Work instruction - Report every line below that carries the word "Debug".

Source data -

_ _ _ _

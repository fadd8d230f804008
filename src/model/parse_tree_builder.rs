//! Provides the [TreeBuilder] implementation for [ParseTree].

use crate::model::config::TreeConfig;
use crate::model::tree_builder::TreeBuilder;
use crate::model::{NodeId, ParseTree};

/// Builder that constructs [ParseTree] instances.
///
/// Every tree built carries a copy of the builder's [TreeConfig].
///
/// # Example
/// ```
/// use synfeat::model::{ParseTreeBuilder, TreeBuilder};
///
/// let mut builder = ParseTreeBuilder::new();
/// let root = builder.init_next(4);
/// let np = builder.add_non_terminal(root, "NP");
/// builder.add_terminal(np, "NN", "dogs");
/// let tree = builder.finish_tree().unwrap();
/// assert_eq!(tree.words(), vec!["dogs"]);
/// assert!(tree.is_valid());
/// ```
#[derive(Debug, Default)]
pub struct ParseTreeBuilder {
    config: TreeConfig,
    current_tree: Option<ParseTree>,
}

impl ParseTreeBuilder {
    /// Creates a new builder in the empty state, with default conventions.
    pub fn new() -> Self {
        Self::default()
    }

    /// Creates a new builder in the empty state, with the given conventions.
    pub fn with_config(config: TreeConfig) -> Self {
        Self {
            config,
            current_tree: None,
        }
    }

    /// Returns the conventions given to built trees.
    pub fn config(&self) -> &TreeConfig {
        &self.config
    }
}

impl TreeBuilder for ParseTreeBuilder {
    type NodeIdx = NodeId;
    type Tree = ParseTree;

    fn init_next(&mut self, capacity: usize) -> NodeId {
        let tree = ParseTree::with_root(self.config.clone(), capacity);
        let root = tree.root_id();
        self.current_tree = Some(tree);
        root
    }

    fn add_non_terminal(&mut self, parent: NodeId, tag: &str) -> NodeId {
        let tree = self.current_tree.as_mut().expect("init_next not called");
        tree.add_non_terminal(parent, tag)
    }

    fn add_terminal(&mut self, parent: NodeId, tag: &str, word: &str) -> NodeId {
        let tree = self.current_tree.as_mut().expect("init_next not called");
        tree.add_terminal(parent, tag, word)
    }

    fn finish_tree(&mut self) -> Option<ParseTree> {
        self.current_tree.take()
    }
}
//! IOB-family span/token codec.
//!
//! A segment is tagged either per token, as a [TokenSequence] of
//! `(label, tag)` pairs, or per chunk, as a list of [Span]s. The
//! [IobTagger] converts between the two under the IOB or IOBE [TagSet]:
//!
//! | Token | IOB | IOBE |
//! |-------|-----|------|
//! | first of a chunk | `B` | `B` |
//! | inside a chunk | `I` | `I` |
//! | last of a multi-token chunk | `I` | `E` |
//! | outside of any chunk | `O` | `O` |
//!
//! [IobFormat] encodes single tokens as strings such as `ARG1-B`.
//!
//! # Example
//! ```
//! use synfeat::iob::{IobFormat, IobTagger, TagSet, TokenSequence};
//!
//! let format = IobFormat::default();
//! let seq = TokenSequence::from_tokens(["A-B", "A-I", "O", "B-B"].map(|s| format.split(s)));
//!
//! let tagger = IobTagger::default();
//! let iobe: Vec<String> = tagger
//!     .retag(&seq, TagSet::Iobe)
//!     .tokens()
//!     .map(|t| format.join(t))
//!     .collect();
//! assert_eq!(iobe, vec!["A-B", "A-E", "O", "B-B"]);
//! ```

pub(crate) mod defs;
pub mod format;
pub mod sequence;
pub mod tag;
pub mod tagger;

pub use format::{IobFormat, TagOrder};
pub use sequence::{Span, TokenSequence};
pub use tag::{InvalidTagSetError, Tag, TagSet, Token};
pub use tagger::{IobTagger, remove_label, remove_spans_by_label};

_ _ _ _

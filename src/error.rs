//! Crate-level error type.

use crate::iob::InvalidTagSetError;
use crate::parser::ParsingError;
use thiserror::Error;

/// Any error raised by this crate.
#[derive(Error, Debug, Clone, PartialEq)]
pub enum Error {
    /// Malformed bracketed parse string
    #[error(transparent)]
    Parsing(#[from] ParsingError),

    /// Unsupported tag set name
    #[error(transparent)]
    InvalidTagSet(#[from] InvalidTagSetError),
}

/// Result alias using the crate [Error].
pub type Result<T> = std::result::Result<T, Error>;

_ _ _ _

Your solution -
#[derive(Debug, Default)]
#[derive(Error, Debug, Clone, PartialEq)]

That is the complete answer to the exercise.